The Federal Motor Carrier Safety Administration (FMCSA) reported on Monday those results from its annual drug and alcohol strike force sweep, which occurred from April 30 through May 11.

"Safety is our number one priority,” U.S. Transportation Secretary Ray LaHood said. “Our message is clear: We will not allow commercial bus and truck drivers operating under the influence of drugs and alcohol to stay on the road. All drivers and their passengers deserve to be confident that bus and truck drivers are safe and sober.”

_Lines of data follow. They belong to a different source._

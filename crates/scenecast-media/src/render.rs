//! Single-process scene rendering.
//!
//! Used by worker processes for their partition and by the synchronous
//! request path for a whole storyboard.

use std::path::Path;
use std::sync::Arc;

use tracing::{info, warn};

use scenecast_models::{AssetMap, RenderedSegment, Scene, SceneSource};

use crate::download::download_video;
use crate::engine::MediaEngine;
use crate::error::MediaResult;

/// File name of the rendered segment for a scene.
pub fn segment_file_name(order_index: usize) -> String {
    format!("scene_{}.mp4", order_index)
}

/// Renders scenes into fixed-duration segments inside a working directory.
#[derive(Clone)]
pub struct SceneRenderer {
    engine: Arc<dyn MediaEngine>,
    http: reqwest::Client,
}

impl SceneRenderer {
    pub fn new(engine: Arc<dyn MediaEngine>, http: reqwest::Client) -> Self {
        Self { engine, http }
    }

    /// Render one scene.
    ///
    /// Returns `Ok(None)` when an image scene's asset is not in `assets`; the
    /// scene is skipped rather than failing the batch.
    pub async fn render(
        &self,
        scene: &Scene,
        assets: &AssetMap,
        workdir: &Path,
    ) -> MediaResult<Option<RenderedSegment>> {
        let output = workdir.join(segment_file_name(scene.order_index));

        match &scene.source {
            SceneSource::RemoteVideo { url } => {
                let downloaded = workdir.join(format!("downloaded_{}.mp4", scene.order_index));
                download_video(&self.http, url, &downloaded).await?;
                self.engine
                    .render_looped_video(&downloaded, &output, scene.duration)
                    .await?;
                let _ = tokio::fs::remove_file(&downloaded).await;
            }
            SceneSource::StillImage { asset } => {
                let Some(bytes) = assets.get(asset) else {
                    warn!(
                        order_index = scene.order_index,
                        asset = %asset,
                        "Image asset missing, skipping scene"
                    );
                    return Ok(None);
                };
                let image = workdir.join(format!("image_{}", scene.order_index));
                tokio::fs::write(&image, bytes).await?;
                self.engine
                    .render_still_image(&image, &output, scene.duration)
                    .await?;
            }
        }

        Ok(Some(RenderedSegment::new(scene.order_index, output)))
    }

    /// Render scenes one after another in the given order.
    pub async fn render_all(
        &self,
        scenes: &[Scene],
        assets: &AssetMap,
        workdir: &Path,
    ) -> MediaResult<Vec<RenderedSegment>> {
        let mut segments = Vec::with_capacity(scenes.len());
        for (i, scene) in scenes.iter().enumerate() {
            info!(
                order_index = scene.order_index,
                "Rendering scene {}/{}",
                i + 1,
                scenes.len()
            );
            if let Some(segment) = self.render(scene, assets, workdir).await? {
                segments.push(segment);
            }
        }
        Ok(segments)
    }
}
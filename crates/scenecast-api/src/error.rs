//! API error types.

use axum::http::StatusCode;
use axum::response::{IntoResponse, Response};
use axum::Json;
use serde::Serialize;
use thiserror::Error;

use scenecast_pipeline::PipelineError;

pub type ApiResult<T> = Result<T, ApiError>;

#[derive(Debug, Error)]
pub enum ApiError {
    #[error("Bad request: {0}")]
    BadRequest(String),

    #[error(transparent)]
    Pipeline(#[from] PipelineError),
}

impl ApiError {
    pub fn bad_request(msg: impl Into<String>) -> Self {
        Self::BadRequest(msg.into())
    }

    pub fn status_code(&self) -> StatusCode {
        match self {
            ApiError::BadRequest(_) => StatusCode::BAD_REQUEST,
            ApiError::Pipeline(e) if e.is_client_error() => StatusCode::BAD_REQUEST,
            ApiError::Pipeline(_) => StatusCode::INTERNAL_SERVER_ERROR,
        }
    }
}

#[derive(Serialize)]
struct ErrorResponse {
    detail: String,
}

impl IntoResponse for ApiError {
    fn into_response(self) -> Response {
        let status = self.status_code();
        let body = ErrorResponse {
            detail: self.to_string(),
        };

        (status, Json(body)).into_response()
    }
}
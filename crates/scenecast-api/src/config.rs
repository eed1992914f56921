//! API configuration.

/// API server configuration.
#[derive(Debug, Clone)]
pub struct ApiConfig {
    /// Server host
    pub host: String,
    /// Server port
    pub port: u16,
    /// CORS origins
    pub cors_origins: Vec<String>,
    /// Max request body size; uploads carry every image and the audio track
    pub max_body_size: usize,
    /// Serve Prometheus metrics at /metrics
    pub metrics_enabled: bool,
    /// Environment (development/production)
    pub environment: String,
}

impl Default for ApiConfig {
    fn default() -> Self {
        Self {
            host: "0.0.0.0".to_string(),
            port: 3000,
            cors_origins: vec!["*".to_string()],
            max_body_size: 200 * 1024 * 1024, // 200MB
            metrics_enabled: true,
            environment: "development".to_string(),
        }
    }
}

impl ApiConfig {
    /// Create config from environment variables.
    pub fn from_env() -> Self {
        Self {
            host: std::env::var("API_HOST").unwrap_or_else(|_| "0.0.0.0".to_string()),
            port: std::env::var("API_PORT")
                .ok()
                .and_then(|s| s.parse().ok())
                .unwrap_or(3000),
            cors_origins: std::env::var("CORS_ORIGINS")
                .map(|s| s.split(',').map(|s| s.trim().to_string()).collect())
                .unwrap_or_else(|_| vec!["*".to_string()]),
            max_body_size: std::env::var("MAX_BODY_SIZE")
                .ok()
                .and_then(|s| s.parse().ok())
                .unwrap_or(200 * 1024 * 1024),
            metrics_enabled: std::env::var("METRICS_ENABLED")
                .map(|v| v == "true" || v == "1")
                .unwrap_or(true),
            environment: std::env::var("ENVIRONMENT").unwrap_or_else(|_| "development".to_string()),
        }
    }

    /// Check if running in production mode.
    pub fn is_production(&self) -> bool {
        self.environment.to_lowercase() == "production"
    }
}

During the two-week sweep, nearly 200 federal investigators examined the drug and alcohol safety records of commercial drivers employed by bus and truck companies, including school bus drivers, interstate passenger carriers, hazardous material transporters and general freight long-haul trucking companies. Officials said that their goals were to identify motor carriers in violation of federal drug and alcohol testing requirements and to remove from the road commercial truck and bus drivers who jump from carrier to carrier to evade federal drug and alcohol testing and reporting requirements.

“Removing these dangerous drivers from the roads helps save lives and sends a strong signal that we will not tolerate negligent commercial drivers and companies that violate federal alcohol and drug safety standards,” FMCSA Administrator Anne Ferro said.

The 287 commercial drivers identified in the sweep face the prospect of a monetary fine and being barred from operating a commercial motor vehicle for failing to adhere to federal drug and alcohol regulations.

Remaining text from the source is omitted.